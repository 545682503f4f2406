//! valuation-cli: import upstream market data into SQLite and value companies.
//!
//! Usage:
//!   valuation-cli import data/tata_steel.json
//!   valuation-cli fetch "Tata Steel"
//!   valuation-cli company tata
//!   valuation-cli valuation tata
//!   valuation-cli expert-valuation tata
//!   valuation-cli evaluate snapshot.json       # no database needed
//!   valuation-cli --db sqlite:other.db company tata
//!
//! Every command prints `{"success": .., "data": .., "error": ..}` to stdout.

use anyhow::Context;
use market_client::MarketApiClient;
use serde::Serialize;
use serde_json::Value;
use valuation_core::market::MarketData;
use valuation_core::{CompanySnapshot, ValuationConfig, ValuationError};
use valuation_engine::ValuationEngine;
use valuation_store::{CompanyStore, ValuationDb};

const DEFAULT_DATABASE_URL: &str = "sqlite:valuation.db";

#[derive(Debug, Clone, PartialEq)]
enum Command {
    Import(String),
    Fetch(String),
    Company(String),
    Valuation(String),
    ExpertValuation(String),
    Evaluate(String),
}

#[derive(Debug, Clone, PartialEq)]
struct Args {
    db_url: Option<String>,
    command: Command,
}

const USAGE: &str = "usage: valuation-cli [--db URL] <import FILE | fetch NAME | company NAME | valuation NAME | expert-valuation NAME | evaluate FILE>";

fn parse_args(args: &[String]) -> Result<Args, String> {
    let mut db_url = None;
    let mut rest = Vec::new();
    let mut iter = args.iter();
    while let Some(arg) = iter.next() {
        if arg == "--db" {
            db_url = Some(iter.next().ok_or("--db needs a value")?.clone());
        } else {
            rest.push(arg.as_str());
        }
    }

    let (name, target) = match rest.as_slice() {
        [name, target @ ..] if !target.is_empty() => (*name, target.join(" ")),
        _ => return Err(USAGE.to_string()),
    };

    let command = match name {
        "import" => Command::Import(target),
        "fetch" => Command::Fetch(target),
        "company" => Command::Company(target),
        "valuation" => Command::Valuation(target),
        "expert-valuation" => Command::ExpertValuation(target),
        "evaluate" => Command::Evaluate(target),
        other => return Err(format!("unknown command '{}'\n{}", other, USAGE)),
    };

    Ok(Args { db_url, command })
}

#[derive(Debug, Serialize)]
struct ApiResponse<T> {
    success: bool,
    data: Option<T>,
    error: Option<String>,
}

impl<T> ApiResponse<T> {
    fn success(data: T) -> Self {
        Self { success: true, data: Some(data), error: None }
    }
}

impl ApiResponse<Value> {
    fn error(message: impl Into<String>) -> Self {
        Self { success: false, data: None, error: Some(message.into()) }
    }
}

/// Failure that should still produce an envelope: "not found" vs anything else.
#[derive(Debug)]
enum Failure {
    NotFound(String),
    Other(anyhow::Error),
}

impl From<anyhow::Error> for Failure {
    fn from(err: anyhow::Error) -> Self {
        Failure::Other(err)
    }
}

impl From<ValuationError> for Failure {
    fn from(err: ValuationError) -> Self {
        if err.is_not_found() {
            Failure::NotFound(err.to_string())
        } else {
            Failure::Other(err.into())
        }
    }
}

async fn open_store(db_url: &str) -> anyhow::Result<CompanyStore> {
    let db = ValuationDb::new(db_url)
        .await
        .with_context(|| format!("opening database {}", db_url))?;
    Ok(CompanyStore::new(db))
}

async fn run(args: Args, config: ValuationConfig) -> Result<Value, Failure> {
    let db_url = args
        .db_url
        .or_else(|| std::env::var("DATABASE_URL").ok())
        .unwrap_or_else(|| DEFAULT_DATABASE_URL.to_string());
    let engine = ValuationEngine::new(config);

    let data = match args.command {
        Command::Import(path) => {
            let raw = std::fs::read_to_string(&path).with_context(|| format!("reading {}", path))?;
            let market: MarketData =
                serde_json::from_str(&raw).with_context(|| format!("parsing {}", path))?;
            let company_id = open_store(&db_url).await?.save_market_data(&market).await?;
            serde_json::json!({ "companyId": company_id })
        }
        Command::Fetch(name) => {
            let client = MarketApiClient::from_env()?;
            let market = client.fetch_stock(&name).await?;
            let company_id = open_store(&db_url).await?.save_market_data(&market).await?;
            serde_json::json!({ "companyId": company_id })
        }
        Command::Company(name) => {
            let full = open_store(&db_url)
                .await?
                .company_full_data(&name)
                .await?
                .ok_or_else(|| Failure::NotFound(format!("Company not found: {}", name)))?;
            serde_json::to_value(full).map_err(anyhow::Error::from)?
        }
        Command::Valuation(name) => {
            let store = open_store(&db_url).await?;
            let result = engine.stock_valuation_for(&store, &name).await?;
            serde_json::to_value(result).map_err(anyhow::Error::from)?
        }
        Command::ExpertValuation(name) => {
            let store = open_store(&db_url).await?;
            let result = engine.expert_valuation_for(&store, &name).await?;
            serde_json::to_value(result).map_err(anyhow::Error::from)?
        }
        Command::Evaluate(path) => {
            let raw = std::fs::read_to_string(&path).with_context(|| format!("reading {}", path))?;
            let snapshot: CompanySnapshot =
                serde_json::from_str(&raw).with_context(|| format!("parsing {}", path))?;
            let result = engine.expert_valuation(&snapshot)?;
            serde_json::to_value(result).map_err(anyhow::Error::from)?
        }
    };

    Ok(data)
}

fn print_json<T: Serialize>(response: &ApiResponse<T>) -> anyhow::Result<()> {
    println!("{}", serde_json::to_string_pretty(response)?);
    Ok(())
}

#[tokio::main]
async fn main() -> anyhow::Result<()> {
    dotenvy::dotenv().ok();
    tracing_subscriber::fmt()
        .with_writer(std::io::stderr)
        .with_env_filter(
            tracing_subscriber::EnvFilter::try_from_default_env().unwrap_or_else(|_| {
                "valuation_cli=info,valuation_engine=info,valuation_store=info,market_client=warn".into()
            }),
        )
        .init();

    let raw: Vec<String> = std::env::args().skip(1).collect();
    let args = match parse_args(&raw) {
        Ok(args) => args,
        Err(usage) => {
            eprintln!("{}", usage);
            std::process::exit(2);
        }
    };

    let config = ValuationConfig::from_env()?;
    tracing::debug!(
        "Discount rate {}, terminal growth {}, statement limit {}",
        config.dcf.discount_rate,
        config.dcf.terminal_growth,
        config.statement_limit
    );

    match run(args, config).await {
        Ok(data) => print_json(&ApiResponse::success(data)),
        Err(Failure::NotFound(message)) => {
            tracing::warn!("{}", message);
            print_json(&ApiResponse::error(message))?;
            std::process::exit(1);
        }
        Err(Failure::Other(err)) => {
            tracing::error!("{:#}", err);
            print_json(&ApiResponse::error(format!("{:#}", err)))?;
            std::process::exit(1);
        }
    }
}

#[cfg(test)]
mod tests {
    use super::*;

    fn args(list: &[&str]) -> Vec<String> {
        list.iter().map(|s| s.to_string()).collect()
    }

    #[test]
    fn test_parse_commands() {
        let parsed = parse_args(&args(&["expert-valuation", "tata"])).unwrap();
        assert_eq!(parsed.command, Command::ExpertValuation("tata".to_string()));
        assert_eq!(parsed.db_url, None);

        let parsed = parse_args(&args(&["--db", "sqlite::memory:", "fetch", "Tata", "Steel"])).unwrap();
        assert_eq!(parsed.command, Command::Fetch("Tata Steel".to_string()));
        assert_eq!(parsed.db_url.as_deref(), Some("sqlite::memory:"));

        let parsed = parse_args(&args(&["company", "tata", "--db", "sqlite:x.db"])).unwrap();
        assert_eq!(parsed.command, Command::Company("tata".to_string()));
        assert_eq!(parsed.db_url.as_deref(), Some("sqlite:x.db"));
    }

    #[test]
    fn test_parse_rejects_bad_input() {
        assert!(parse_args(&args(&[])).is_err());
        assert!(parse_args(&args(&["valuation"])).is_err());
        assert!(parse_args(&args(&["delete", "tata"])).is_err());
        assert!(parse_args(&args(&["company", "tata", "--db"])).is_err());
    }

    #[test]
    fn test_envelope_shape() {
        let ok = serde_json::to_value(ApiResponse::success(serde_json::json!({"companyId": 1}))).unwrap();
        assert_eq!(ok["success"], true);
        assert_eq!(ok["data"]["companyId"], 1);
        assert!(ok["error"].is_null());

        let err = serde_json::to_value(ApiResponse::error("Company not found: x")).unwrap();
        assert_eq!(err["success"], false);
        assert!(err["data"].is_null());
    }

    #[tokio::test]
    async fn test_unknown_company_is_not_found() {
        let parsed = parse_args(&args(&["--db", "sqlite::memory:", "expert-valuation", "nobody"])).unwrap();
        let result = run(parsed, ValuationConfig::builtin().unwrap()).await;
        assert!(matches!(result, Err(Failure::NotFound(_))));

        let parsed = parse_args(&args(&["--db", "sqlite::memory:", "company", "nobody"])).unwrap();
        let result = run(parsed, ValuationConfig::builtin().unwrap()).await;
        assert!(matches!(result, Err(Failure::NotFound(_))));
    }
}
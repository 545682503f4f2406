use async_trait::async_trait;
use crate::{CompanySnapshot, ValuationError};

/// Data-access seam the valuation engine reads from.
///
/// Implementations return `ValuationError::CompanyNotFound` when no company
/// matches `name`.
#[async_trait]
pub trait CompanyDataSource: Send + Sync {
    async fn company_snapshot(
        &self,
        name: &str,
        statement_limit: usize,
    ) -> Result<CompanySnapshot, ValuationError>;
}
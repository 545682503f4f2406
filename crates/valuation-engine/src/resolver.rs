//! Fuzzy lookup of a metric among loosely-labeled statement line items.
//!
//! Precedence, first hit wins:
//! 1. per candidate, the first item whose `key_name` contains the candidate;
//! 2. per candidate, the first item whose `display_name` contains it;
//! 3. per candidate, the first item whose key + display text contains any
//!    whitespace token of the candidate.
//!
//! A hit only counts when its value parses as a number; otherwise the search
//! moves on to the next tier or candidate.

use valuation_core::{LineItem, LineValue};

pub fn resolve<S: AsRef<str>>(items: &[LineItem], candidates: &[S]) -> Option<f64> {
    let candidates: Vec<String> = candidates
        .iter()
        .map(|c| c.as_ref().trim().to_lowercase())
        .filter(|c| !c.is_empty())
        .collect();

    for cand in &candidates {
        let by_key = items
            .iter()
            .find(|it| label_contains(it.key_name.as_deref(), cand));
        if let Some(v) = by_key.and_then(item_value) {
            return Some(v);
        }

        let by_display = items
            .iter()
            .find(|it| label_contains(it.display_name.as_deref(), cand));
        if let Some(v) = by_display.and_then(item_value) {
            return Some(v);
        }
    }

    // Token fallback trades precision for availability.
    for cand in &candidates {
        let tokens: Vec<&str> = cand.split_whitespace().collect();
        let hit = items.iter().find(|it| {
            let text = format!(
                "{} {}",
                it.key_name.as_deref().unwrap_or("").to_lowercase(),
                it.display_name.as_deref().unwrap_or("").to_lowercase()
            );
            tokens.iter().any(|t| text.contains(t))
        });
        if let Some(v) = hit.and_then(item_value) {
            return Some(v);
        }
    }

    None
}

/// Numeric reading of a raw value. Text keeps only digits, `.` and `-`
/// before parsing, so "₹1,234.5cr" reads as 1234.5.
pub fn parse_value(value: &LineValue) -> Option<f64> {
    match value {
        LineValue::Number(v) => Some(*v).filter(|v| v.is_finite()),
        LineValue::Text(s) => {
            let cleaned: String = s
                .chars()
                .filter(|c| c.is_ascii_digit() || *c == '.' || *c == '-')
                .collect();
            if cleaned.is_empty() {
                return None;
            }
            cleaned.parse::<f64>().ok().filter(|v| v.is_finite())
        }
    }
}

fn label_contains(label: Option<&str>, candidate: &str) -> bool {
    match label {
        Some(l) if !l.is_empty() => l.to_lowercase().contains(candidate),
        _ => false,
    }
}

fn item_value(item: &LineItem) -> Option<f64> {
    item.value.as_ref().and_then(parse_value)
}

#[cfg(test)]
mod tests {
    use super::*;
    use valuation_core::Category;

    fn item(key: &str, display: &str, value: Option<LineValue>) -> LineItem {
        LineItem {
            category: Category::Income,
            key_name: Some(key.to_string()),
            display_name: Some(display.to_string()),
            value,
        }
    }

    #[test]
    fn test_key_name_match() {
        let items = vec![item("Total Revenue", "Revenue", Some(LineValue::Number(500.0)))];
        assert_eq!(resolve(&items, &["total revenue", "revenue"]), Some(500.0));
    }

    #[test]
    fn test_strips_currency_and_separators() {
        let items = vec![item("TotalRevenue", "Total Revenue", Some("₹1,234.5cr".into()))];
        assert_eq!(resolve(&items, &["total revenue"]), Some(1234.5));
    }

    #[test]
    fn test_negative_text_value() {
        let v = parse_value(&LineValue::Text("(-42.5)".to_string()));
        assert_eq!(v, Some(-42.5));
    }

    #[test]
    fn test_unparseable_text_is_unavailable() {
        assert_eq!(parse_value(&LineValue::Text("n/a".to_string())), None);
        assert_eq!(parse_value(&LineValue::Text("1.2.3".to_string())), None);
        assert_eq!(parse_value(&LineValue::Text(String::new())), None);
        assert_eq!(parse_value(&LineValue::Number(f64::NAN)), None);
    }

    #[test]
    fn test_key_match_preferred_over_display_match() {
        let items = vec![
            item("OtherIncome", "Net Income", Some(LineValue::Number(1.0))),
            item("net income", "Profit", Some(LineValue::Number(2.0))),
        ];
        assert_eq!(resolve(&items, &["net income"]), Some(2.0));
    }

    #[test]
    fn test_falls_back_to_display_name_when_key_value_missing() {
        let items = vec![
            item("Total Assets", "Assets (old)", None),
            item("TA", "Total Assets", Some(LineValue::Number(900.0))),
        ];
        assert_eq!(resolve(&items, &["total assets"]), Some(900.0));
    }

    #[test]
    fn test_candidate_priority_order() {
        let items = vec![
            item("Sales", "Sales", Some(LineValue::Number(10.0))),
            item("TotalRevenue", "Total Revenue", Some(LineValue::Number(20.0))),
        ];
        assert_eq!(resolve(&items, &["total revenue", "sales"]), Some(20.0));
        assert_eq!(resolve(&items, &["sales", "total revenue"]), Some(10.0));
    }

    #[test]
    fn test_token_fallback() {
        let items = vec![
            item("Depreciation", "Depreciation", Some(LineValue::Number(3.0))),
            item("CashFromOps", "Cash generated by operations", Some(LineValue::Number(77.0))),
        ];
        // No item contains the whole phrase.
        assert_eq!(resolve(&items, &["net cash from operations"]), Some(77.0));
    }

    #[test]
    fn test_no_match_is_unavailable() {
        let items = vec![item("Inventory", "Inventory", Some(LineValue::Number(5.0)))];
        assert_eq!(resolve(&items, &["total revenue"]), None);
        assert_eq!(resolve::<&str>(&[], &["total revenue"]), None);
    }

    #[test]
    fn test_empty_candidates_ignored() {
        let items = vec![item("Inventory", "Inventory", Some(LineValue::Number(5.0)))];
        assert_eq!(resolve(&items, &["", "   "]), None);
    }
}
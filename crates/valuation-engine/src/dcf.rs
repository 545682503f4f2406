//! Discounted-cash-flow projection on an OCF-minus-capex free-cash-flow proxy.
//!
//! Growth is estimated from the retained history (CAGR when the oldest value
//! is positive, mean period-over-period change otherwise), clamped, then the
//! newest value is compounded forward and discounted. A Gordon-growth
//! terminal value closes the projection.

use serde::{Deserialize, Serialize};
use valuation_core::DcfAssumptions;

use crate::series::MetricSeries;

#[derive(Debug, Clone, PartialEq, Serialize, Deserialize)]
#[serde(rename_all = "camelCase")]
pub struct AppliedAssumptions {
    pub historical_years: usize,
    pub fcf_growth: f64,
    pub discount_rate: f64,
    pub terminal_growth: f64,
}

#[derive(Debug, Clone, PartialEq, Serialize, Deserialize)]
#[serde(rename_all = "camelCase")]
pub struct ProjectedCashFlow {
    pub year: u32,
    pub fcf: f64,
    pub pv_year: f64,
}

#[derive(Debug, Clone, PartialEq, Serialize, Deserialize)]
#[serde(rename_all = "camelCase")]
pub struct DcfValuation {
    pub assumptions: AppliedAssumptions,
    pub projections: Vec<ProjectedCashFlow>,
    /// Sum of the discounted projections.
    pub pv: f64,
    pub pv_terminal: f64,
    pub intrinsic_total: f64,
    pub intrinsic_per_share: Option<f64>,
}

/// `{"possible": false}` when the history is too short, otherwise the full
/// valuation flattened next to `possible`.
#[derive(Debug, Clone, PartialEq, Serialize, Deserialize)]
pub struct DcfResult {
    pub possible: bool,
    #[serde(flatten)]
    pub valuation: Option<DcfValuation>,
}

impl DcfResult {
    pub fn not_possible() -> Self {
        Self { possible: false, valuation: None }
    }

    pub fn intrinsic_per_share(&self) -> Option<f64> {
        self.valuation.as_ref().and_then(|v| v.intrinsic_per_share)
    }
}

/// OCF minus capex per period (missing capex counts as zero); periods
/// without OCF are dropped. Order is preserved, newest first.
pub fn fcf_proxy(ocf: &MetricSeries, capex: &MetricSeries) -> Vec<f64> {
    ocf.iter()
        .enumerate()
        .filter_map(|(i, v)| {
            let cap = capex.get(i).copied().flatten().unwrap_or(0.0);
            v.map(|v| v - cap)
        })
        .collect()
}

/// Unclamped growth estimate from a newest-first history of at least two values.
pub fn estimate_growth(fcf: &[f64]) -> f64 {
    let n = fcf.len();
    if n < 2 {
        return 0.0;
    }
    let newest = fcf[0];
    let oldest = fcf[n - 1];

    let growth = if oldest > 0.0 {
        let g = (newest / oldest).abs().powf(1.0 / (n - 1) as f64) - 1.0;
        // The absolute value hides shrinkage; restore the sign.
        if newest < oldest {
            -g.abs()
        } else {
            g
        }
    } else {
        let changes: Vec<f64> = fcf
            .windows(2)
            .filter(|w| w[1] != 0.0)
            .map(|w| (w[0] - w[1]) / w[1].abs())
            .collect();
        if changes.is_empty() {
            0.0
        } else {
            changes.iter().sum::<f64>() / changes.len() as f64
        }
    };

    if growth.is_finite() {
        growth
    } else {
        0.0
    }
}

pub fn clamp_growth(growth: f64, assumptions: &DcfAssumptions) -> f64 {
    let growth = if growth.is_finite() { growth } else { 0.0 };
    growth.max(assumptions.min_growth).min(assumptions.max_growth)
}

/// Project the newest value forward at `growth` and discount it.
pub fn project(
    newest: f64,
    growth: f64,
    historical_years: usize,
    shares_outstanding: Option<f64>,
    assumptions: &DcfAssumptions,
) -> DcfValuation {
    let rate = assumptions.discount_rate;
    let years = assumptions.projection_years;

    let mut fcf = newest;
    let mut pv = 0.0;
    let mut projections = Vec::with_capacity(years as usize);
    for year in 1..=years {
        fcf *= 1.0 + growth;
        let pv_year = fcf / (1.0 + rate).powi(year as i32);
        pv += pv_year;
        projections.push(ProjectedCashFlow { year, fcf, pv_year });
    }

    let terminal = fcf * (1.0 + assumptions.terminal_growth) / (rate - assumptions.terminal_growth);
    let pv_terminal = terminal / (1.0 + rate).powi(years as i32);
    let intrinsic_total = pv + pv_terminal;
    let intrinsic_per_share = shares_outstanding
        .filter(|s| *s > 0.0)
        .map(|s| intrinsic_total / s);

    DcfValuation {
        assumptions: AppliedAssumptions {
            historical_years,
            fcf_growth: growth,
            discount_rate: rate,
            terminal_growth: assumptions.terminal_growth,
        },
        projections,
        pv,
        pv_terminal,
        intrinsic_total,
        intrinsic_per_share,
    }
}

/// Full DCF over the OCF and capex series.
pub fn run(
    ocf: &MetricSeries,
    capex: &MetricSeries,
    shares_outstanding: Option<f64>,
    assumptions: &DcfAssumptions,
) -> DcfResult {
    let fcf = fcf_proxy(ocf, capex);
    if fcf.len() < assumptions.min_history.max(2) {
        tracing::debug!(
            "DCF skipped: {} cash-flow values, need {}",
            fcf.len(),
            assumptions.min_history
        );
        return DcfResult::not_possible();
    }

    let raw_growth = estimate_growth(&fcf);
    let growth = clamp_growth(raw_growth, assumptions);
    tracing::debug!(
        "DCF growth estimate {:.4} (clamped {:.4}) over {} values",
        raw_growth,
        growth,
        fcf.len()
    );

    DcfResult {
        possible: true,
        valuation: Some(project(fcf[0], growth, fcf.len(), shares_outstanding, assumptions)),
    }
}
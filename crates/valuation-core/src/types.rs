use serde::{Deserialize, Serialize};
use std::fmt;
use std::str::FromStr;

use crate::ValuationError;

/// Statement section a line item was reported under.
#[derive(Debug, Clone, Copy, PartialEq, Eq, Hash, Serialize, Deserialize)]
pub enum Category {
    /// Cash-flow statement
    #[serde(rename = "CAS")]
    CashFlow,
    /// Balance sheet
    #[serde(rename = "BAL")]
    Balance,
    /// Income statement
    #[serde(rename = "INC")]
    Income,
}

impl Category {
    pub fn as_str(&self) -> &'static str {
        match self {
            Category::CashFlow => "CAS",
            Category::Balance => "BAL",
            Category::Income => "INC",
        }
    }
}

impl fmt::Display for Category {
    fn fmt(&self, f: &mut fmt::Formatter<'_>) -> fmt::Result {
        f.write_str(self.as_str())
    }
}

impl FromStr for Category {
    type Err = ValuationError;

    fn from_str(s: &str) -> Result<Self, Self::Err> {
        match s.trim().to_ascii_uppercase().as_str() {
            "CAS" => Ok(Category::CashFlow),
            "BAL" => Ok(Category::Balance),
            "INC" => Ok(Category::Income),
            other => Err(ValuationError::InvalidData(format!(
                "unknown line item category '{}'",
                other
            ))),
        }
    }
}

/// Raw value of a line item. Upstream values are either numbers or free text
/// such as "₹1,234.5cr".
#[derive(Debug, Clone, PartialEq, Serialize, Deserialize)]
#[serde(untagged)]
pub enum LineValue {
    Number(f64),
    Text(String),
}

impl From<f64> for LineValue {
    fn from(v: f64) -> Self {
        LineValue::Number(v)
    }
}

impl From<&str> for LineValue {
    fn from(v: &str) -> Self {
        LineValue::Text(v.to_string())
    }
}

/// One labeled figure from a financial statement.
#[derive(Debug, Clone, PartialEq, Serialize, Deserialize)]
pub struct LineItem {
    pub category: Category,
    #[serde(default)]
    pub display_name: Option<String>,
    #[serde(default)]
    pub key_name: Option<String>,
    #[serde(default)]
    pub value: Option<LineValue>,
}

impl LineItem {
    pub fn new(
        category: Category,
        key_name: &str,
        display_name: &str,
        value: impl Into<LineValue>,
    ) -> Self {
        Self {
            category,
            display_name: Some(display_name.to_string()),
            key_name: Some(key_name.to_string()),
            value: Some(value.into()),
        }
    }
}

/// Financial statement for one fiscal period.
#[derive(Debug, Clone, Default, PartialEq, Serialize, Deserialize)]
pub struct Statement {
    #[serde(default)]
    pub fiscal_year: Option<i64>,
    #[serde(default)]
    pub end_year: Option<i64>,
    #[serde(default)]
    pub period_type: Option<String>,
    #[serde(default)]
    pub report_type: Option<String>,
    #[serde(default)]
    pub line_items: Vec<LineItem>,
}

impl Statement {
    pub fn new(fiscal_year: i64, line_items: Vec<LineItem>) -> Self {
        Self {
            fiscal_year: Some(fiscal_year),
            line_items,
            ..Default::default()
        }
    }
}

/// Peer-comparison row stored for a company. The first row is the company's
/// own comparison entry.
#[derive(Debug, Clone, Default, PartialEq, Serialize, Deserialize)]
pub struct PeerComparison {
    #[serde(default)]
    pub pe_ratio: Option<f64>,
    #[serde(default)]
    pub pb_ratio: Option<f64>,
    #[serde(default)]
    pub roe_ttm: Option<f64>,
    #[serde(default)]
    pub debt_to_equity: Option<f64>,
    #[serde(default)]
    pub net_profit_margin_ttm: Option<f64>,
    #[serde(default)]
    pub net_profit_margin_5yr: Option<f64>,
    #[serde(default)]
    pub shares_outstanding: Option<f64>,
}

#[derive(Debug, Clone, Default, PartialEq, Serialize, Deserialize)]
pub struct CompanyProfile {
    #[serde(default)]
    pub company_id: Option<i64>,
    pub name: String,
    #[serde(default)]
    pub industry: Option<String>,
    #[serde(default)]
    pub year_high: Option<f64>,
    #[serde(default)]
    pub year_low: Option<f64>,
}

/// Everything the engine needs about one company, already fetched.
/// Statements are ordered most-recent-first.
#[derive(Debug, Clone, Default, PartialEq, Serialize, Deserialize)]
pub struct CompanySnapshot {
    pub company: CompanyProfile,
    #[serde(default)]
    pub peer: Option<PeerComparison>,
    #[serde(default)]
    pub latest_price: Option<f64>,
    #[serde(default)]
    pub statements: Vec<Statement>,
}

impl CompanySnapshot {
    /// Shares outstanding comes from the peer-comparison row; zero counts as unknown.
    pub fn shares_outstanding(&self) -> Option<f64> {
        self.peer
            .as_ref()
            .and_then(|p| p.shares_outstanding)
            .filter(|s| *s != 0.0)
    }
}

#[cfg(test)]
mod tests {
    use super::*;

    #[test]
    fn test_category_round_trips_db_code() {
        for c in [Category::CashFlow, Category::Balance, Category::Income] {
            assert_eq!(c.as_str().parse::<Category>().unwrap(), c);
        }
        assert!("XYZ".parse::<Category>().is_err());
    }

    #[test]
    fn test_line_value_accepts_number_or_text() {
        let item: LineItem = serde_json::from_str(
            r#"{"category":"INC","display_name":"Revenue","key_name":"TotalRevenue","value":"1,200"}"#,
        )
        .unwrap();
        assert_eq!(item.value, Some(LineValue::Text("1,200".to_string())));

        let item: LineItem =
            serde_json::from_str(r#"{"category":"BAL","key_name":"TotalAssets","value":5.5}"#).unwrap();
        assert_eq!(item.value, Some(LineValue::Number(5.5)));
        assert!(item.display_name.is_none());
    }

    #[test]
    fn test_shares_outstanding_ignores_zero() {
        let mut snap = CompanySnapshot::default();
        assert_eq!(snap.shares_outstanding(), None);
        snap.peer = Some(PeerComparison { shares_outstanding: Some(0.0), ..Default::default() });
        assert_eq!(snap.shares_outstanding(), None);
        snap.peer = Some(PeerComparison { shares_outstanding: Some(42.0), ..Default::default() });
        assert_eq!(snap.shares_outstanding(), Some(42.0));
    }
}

Exercise prompt: Beginning with the top line of the data above, output every line exactly until the one that contains "valuation-cli expert-valuation tata", and include that one too.

Expected answer:
repository 545682503f4f2406
//! valuation-cli: import upstream market data into SQLite and value companies.
//!
//! Usage:
//!   valuation-cli import data/tata_steel.json
//!   valuation-cli fetch "Tata Steel"
//!   valuation-cli company tata
//!   valuation-cli valuation tata
//!   valuation-cli expert-valuation tata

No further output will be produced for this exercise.